Dataset entries:
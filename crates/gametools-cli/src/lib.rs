//! Helpers shared by the `gametools` binary: tracing setup, file I/O and the
//! plain-text rendering of workflow results.

use std::collections::BTreeMap;
use std::fmt::Write as _;
use std::path::{Path, PathBuf};

use anyhow::Context;
use gametools_core::{AppError, ErrorMetadata, LogLevel, ProviderRecord, UploadedFile, UserKey};
use gametools_processing::classify;
use gametools_services::{BundleOutput, BundleTarget, FetchOutcome, LaunchReport, ProviderLookup};
use serde::Serialize;

/// Initialize tracing for the CLI. Logs go to stderr so `--json` output stays
/// machine-readable; `LOG_FORMAT=json` switches to structured lines.
pub fn init_tracing() {
    let filter = tracing_subscriber::EnvFilter::try_from_default_env()
        .unwrap_or_else(|_| tracing_subscriber::EnvFilter::new("info"));
    let builder = tracing_subscriber::fmt()
        .with_env_filter(filter)
        .with_writer(std::io::stderr);

    let json = std::env::var("LOG_FORMAT")
        .map(|v| v.eq_ignore_ascii_case("json"))
        .unwrap_or(false);
    if json {
        builder.json().init();
    } else {
        builder.with_target(false).init();
    }
}

pub fn print_json(value: &impl Serialize) -> anyhow::Result<()> {
    let out = serde_json::to_string_pretty(value).context("Serialize output")?;
    println!("{}", out);
    Ok(())
}

/// What the user sees when a command fails
#[derive(Debug, PartialEq, Eq)]
pub struct ErrorReport {
    pub message: String,
    pub hint: Option<&'static str>,
    pub exit_code: i32,
}

pub fn error_report(err: &anyhow::Error) -> ErrorReport {
    match err.downcast_ref::<AppError>() {
        Some(app) => ErrorReport {
            message: app.client_message(),
            hint: app.suggested_action(),
            exit_code: app.exit_code(),
        },
        None => ErrorReport {
            message: format!("{:#}", err),
            hint: None,
            exit_code: 1,
        },
    }
}

/// Log a failed command at the level its error calls for
pub fn log_failure(err: &anyhow::Error) {
    let Some(app) = err.downcast_ref::<AppError>() else {
        tracing::error!(error = ?err, "Command failed");
        return;
    };
    let code = app.error_code();
    let recoverable = app.is_recoverable();
    match app.log_level() {
        LogLevel::Debug => tracing::debug!(code, recoverable, error = %app, "Command failed"),
        LogLevel::Warn => tracing::warn!(code, recoverable, error = %app, "Command failed"),
        LogLevel::Error if app.is_sensitive() => {
            tracing::error!(code, recoverable, "Command failed")
        }
        LogLevel::Error => {
            tracing::error!(code, recoverable, error = %app.detailed_message(), "Command failed")
        }
    }
}

/// Keep only the last four characters of a secret
pub fn mask_secret(secret: &str) -> String {
    let chars: Vec<char> = secret.chars().collect();
    if chars.len() <= 4 {
        return "****".to_string();
    }
    let tail: String = chars[chars.len() - 4..].iter().collect();
    format!("****{}", tail)
}

pub fn read_uploads(paths: &[PathBuf]) -> anyhow::Result<Vec<UploadedFile>> {
    paths
        .iter()
        .map(|path| {
            let bytes = std::fs::read(path)
                .with_context(|| format!("Failed to read {}", path.display()))?;
            let name = path
                .file_name()
                .map(|n| n.to_string_lossy().into_owned())
                .with_context(|| format!("Not a file path: {}", path.display()))?;
            Ok(UploadedFile::new(name, bytes))
        })
        .collect()
}

/// Write the bundle into `dir`, creating it if needed
pub fn write_bundle(dir: &Path, output: &BundleOutput) -> anyhow::Result<PathBuf> {
    std::fs::create_dir_all(dir)
        .with_context(|| format!("Failed to create {}", dir.display()))?;
    let path = dir.join(&output.file_name);
    std::fs::write(&path, &output.bytes)
        .with_context(|| format!("Failed to write {}", path.display()))?;
    Ok(path)
}

pub fn classification_line(filename: &str) -> String {
    match classify(filename) {
        Some(role) => format!("{} -> {}", filename, role),
        None => format!("{} -> unclassified", filename),
    }
}

pub fn render_accounts(accounts: &BTreeMap<String, UserKey>) -> String {
    if accounts.is_empty() {
        return "No saved accounts".to_string();
    }
    let mut out = String::new();
    for user in accounts.values() {
        let _ = writeln!(
            out,
            "{}\tstate: {}\tkey: {}",
            user.designer,
            user.state_name,
            mask_secret(&user.tracker_key)
        );
    }
    out
}

fn render_provider(out: &mut String, provider: &ProviderRecord) {
    let _ = writeln!(out, "    {} ({})", provider.key, provider.url);
    if provider.has_credentials() {
        let _ = writeln!(out, "      username: {}", provider.username);
        let _ = writeln!(out, "      password: {}", provider.password);
    } else {
        let _ = writeln!(out, "      no credentials on file");
    }
}

pub fn render_lookup(title: &str, lookup: &ProviderLookup) -> String {
    let mut out = format!("{}\n", title);
    for provider in &lookup.matches {
        render_provider(&mut out, provider);
    }
    if let Some(notice) = lookup.notice() {
        let _ = writeln!(out, "  ! {}", notice);
    }
    out
}

pub fn render_report(report: &LaunchReport) -> String {
    let mut out = format!(
        "{} [{}] {}\n",
        report.title, report.ticket.identifier, report.ticket.url
    );

    if !report.duplicates.is_empty() {
        out.push_str("  Possible duplicates:\n");
        for dup in &report.duplicates {
            let _ = writeln!(out, "    - {} {}", dup.identifier, dup.url);
        }
    }

    if !report.providers.is_empty() {
        out.push_str("  Providers:\n");
        for provider in &report.providers {
            render_provider(&mut out, provider);
        }
        if !report.unmatched_tags.is_empty() {
            let _ = writeln!(out, "  Unmatched tags: {}", report.unmatched_tags.join(", "));
        }
    }

    if let Some(notice) = &report.provider_notice {
        let _ = writeln!(out, "  ! {}", notice);
    }
    out
}

pub fn render_outcome(outcome: &FetchOutcome) -> String {
    let mut out = String::new();
    if let Some(warning) = outcome.index_warning() {
        let _ = writeln!(out, "! {}", warning);
    }
    if outcome.reports.is_empty() {
        let _ = writeln!(out, "No launches due {}", outcome.date);
        return out;
    }

    let _ = writeln!(
        out,
        "Launches due {}: {}\n",
        outcome.date,
        outcome.reports.len()
    );
    for report in &outcome.reports {
        out.push_str(&render_report(report));
        out.push('\n');
    }
    out
}

pub fn render_bundle(path: &Path, output: &BundleOutput, target: Option<&BundleTarget>) -> String {
    let roles: Vec<String> = output.roles.iter().map(|r| r.to_string()).collect();
    let mut out = format!(
        "Wrote {} ({} bytes, roles: {})\n",
        path.display(),
        output.size_bytes,
        roles.join(", ")
    );
    if !output.unclassified.is_empty() {
        let _ = writeln!(out, "Skipped unclassified: {}", output.unclassified.join(", "));
    }
    if let Some(target) = target {
        let _ = writeln!(
            out,
            "Ticket: {} {} ({})",
            target.ticket.identifier, target.ticket.url, target.title
        );
    }
    out
}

- **TASK STATEMENT**: Write all the entries again precisely as they were given.

- **EXERCISE SOLUTION**:
filename crates/gametools-cli/src/lib.rs
//! Helpers shared by the `gametools` binary: tracing setup, file I/O and the
//! plain-text rendering of workflow results.

use std::collections::BTreeMap;
use std::fmt::Write as _;
use std::path::{Path, PathBuf};

use anyhow::Context;
use gametools_core::{AppError, ErrorMetadata, LogLevel, ProviderRecord, UploadedFile, UserKey};
use gametools_processing::classify;
use gametools_services::{BundleOutput, BundleTarget, FetchOutcome, LaunchReport, ProviderLookup};
use serde::Serialize;

/// Initialize tracing for the CLI. Logs go to stderr so `--json` output stays
/// machine-readable; `LOG_FORMAT=json` switches to structured lines.
pub fn init_tracing() {
    let filter = tracing_subscriber::EnvFilter::try_from_default_env()
        .unwrap_or_else(|_| tracing_subscriber::EnvFilter::new("info"));
    let builder = tracing_subscriber::fmt()
        .with_env_filter(filter)
        .with_writer(std::io::stderr);

    let json = std::env::var("LOG_FORMAT")
        .map(|v| v.eq_ignore_ascii_case("json"))
        .unwrap_or(false);
    if json {
        builder.json().init();
    } else {
        builder.with_target(false).init();
    }
}

pub fn print_json(value: &impl Serialize) -> anyhow::Result<()> {
    let out = serde_json::to_string_pretty(value).context("Serialize output")?;
    println!("{}", out);
    Ok(())
}

/// What the user sees when a command fails
#[derive(Debug, PartialEq, Eq)]
pub struct ErrorReport {
    pub message: String,
    pub hint: Option<&'static str>,
    pub exit_code: i32,
}

pub fn error_report(err: &anyhow::Error) -> ErrorReport {
    match err.downcast_ref::<AppError>() {
        Some(app) => ErrorReport {
            message: app.client_message(),
            hint: app.suggested_action(),
            exit_code: app.exit_code(),
        },
        None => ErrorReport {
            message: format!("{:#}", err),
            hint: None,
            exit_code: 1,
        },
    }
}

/// Log a failed command at the level its error calls for
pub fn log_failure(err: &anyhow::Error) {
    let Some(app) = err.downcast_ref::<AppError>() else {
        tracing::error!(error = ?err, "Command failed");
        return;
    };
    let code = app.error_code();
    let recoverable = app.is_recoverable();
    match app.log_level() {
        LogLevel::Debug => tracing::debug!(code, recoverable, error = %app, "Command failed"),
        LogLevel::Warn => tracing::warn!(code, recoverable, error = %app, "Command failed"),
        LogLevel::Error if app.is_sensitive() => {
            tracing::error!(code, recoverable, "Command failed")
        }
        LogLevel::Error => {
            tracing::error!(code, recoverable, error = %app.detailed_message(), "Command failed")
        }
    }
}

/// Keep only the last four characters of a secret
pub fn mask_secret(secret: &str) -> String {
    let chars: Vec<char> = secret.chars().collect();
    if chars.len() <= 4 {
        return "****".to_string();
    }
    let tail: String = chars[chars.len() - 4..].iter().collect();
    format!("****{}", tail)
}

pub fn read_uploads(paths: &[PathBuf]) -> anyhow::Result<Vec<UploadedFile>> {
    paths
        .iter()
        .map(|path| {
            let bytes = std::fs::read(path)
                .with_context(|| format!("Failed to read {}", path.display()))?;
            let name = path
                .file_name()
                .map(|n| n.to_string_lossy().into_owned())
                .with_context(|| format!("Not a file path: {}", path.display()))?;
            Ok(UploadedFile::new(name, bytes))
        })
        .collect()
}

/// Write the bundle into `dir`, creating it if needed
pub fn write_bundle(dir: &Path, output: &BundleOutput) -> anyhow::Result<PathBuf> {
    std::fs::create_dir_all(dir)
        .with_context(|| format!("Failed to create {}", dir.display()))?;
    let path = dir.join(&output.file_name);
    std::fs::write(&path, &output.bytes)
        .with_context(|| format!("Failed to write {}", path.display()))?;
    Ok(path)
}

pub fn classification_line(filename: &str) -> String {
    match classify(filename) {
        Some(role) => format!("{} -> {}", filename, role),
        None => format!("{} -> unclassified", filename),
    }
}

pub fn render_accounts(accounts: &BTreeMap<String, UserKey>) -> String {
    if accounts.is_empty() {
        return "No saved accounts".to_string();
    }
    let mut out = String::new();
    for user in accounts.values() {
        let _ = writeln!(
            out,
            "{}\tstate: {}\tkey: {}",
            user.designer,
            user.state_name,
            mask_secret(&user.tracker_key)
        );
    }
    out
}

fn render_provider(out: &mut String, provider: &ProviderRecord) {
    let _ = writeln!(out, "    {} ({})", provider.key, provider.url);
    if provider.has_credentials() {
        let _ = writeln!(out, "      username: {}", provider.username);
        let _ = writeln!(out, "      password: {}", provider.password);
    } else {
        let _ = writeln!(out, "      no credentials on file");
    }
}

pub fn render_lookup(title: &str, lookup: &ProviderLookup) -> String {
    let mut out = format!("{}\n", title);
    for provider in &lookup.matches {
        render_provider(&mut out, provider);
    }
    if let Some(notice) = lookup.notice() {
        let _ = writeln!(out, "  ! {}", notice);
    }
    out
}

pub fn render_report(report: &LaunchReport) -> String {
    let mut out = format!(
        "{} [{}] {}\n",
        report.title, report.ticket.identifier, report.ticket.url
    );

    if !report.duplicates.is_empty() {
        out.push_str("  Possible duplicates:\n");
        for dup in &report.duplicates {
            let _ = writeln!(out, "    - {} {}", dup.identifier, dup.url);
        }
    }

    if !report.providers.is_empty() {
        out.push_str("  Providers:\n");
        for provider in &report.providers {
            render_provider(&mut out, provider);
        }
        if !report.unmatched_tags.is_empty() {
            let _ = writeln!(out, "  Unmatched tags: {}", report.unmatched_tags.join(", "));
        }
    }

    if let Some(notice) = &report.provider_notice {
        let _ = writeln!(out, "  ! {}", notice);
    }
    out
}

pub fn render_outcome(outcome: &FetchOutcome) -> String {
    let mut out = String::new();
    if let Some(warning) = outcome.index_warning() {
        let _ = writeln!(out, "! {}", warning);
    }
    if outcome.reports.is_empty() {
        let _ = writeln!(out, "No launches due {}", outcome.date);
        return out;
    }

    let _ = writeln!(
        out,
        "Launches due {}: {}\n",
        outcome.date,
        outcome.reports.len()
    );
    for report in &outcome.reports {
        out.push_str(&render_report(report));
        out.push('\n');
    }
    out
}

pub fn render_bundle(path: &Path, output: &BundleOutput, target: Option<&BundleTarget>) -> String {
    let roles: Vec<String> = output.roles.iter().map(|r| r.to_string()).collect();
    let mut out = format!(
        "Wrote {} ({} bytes, roles: {})\n",
        path.display(),
        output.size_bytes,
        roles.join(", ")
    );
    if !output.unclassified.is_empty() {
        let _ = writeln!(out, "Skipped unclassified: {}", output.unclassified.join(", "));
    }
    if let Some(target) = target {
        let _ = writeln!(
            out,
            "Ticket: {} {} ({})",
            target.ticket.identifier, target.ticket.url, target.title
        );
    }
    out
}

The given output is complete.